**Saved entries:**

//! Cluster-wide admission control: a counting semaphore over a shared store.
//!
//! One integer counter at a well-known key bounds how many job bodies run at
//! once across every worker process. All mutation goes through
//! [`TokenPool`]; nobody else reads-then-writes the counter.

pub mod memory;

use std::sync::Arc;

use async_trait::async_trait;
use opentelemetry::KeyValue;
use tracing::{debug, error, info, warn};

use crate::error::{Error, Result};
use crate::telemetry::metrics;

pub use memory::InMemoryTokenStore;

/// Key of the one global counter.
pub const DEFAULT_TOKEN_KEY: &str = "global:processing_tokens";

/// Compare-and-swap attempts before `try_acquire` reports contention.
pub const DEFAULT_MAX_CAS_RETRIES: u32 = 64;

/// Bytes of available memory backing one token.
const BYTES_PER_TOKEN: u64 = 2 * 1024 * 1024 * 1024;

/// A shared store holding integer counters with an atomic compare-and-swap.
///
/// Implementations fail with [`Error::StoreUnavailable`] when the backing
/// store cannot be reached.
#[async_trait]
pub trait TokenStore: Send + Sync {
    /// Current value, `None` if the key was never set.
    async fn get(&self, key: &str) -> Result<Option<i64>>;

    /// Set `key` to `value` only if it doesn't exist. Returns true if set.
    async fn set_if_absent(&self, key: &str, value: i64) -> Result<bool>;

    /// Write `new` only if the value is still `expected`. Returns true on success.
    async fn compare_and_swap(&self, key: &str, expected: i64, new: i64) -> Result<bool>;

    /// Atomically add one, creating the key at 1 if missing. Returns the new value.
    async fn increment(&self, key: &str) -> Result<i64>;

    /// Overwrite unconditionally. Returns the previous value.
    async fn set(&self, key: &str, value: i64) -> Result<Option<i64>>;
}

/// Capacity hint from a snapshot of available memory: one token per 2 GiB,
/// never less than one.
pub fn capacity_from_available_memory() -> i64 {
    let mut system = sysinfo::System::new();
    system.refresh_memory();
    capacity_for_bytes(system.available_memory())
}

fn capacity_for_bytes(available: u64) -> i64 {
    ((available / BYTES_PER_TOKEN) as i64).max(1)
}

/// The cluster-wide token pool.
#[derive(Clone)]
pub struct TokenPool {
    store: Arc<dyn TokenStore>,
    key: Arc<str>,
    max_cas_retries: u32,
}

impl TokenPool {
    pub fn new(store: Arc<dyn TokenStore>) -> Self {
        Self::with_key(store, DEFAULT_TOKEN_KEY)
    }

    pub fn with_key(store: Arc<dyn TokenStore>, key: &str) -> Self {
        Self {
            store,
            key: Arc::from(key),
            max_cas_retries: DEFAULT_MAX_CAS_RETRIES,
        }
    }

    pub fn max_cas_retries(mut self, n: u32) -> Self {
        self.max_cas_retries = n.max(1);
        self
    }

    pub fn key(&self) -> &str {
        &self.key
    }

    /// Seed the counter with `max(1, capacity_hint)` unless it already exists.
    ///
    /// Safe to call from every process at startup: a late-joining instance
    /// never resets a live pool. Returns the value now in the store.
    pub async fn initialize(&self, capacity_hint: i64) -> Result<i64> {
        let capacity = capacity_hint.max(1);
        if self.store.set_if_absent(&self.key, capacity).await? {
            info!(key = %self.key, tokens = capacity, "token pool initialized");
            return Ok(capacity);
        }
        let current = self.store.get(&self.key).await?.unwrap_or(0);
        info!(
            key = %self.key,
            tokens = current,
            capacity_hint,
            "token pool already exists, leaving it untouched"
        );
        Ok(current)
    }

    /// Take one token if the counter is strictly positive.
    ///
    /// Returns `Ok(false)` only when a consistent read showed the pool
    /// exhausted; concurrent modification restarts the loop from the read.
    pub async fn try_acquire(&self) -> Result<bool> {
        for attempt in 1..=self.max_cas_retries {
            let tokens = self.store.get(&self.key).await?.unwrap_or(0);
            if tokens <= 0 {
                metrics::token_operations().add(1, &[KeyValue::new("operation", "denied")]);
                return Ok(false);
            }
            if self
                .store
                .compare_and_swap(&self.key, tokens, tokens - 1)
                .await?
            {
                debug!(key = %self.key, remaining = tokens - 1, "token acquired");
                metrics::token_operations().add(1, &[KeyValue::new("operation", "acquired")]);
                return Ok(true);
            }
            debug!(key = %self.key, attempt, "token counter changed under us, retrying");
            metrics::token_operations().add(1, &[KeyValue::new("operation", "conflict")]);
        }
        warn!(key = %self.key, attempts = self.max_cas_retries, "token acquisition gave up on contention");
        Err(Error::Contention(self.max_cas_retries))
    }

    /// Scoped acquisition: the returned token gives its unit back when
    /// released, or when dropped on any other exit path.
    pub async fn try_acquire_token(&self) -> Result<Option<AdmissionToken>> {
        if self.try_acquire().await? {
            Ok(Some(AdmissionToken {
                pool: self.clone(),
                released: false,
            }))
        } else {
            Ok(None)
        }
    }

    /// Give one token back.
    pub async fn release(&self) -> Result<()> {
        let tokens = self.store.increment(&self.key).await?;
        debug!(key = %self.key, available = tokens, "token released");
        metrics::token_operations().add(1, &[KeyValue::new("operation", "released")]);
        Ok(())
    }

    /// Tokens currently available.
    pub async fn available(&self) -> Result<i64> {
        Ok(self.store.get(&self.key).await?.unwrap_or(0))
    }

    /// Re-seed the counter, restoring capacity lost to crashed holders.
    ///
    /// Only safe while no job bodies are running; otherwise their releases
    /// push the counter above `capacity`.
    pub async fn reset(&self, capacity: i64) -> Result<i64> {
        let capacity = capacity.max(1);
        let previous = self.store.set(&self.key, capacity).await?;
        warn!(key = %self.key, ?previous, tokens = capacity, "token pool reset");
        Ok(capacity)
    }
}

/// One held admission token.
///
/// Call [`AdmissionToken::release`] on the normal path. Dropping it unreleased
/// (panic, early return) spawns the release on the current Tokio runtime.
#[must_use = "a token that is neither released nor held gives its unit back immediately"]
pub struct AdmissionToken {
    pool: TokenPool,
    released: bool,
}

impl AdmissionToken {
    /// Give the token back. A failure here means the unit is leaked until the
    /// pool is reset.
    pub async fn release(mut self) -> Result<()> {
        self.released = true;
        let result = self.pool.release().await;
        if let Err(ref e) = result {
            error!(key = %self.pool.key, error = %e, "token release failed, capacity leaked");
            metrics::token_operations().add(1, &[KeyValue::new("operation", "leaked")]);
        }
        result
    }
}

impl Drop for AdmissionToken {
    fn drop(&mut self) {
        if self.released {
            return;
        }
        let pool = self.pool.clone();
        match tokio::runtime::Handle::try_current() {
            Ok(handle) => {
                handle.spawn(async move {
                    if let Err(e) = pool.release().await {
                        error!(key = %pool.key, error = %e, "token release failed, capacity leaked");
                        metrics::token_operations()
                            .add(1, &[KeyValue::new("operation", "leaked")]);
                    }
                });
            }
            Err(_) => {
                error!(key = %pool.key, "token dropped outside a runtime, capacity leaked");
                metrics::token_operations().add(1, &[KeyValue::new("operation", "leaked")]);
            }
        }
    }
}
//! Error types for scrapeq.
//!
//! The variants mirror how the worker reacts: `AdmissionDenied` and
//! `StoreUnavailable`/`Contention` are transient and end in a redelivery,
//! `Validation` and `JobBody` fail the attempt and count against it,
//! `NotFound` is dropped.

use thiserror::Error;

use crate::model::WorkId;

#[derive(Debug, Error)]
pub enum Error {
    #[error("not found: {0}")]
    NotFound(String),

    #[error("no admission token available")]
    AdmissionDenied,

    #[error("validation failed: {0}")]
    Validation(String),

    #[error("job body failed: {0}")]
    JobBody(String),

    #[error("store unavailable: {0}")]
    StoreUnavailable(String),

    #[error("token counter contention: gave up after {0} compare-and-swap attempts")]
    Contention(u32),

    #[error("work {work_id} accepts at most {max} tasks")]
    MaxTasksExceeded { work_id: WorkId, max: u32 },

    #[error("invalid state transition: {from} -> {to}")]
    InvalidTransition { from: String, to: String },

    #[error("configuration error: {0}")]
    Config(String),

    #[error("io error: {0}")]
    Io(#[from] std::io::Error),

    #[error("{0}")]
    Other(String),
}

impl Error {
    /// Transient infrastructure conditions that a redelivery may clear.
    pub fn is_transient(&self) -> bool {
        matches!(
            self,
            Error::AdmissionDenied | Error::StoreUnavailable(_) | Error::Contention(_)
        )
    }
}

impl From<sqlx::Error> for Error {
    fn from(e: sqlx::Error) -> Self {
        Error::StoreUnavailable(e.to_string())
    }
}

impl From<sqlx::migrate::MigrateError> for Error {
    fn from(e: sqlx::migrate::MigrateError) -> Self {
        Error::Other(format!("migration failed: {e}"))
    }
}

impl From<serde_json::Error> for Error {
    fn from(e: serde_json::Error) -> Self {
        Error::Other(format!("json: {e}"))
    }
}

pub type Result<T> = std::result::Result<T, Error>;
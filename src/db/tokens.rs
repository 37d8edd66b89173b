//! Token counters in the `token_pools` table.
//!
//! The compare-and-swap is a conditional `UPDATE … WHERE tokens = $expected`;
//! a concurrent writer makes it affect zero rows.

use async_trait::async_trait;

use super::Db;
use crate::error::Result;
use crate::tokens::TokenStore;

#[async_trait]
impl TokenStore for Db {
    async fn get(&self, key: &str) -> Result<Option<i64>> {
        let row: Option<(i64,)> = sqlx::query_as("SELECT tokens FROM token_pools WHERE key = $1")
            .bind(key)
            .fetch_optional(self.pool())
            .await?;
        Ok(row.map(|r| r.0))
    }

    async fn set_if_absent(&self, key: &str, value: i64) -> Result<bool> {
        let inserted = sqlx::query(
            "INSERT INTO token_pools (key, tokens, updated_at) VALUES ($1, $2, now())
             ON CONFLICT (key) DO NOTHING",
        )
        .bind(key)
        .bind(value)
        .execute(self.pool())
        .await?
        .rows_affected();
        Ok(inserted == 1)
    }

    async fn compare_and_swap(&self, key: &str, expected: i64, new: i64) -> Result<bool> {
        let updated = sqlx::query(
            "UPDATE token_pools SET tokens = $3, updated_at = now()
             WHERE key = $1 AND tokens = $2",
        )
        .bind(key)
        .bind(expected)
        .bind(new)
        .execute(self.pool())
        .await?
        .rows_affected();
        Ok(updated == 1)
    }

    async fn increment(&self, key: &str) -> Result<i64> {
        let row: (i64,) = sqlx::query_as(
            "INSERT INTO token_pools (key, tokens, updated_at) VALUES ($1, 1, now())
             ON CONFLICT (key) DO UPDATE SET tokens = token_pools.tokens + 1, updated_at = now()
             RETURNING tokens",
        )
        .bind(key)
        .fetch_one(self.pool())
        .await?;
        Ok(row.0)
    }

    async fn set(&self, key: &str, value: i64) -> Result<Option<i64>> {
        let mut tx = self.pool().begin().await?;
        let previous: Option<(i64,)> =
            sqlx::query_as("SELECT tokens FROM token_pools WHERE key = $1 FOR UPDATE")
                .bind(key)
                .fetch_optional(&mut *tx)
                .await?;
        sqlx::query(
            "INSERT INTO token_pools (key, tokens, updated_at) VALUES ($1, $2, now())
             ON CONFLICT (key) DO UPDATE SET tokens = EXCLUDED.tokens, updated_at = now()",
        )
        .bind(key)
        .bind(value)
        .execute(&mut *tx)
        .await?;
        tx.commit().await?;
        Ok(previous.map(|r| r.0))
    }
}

**Your task:** What lines in the entries above hold "increment"? Copy every one.

**Output for this exercise:**
    async fn increment(&self, key: &str) -> Result<i64>;
        let tokens = self.store.increment(&self.key).await?;
    async fn increment(&self, key: &str) -> Result<i64> {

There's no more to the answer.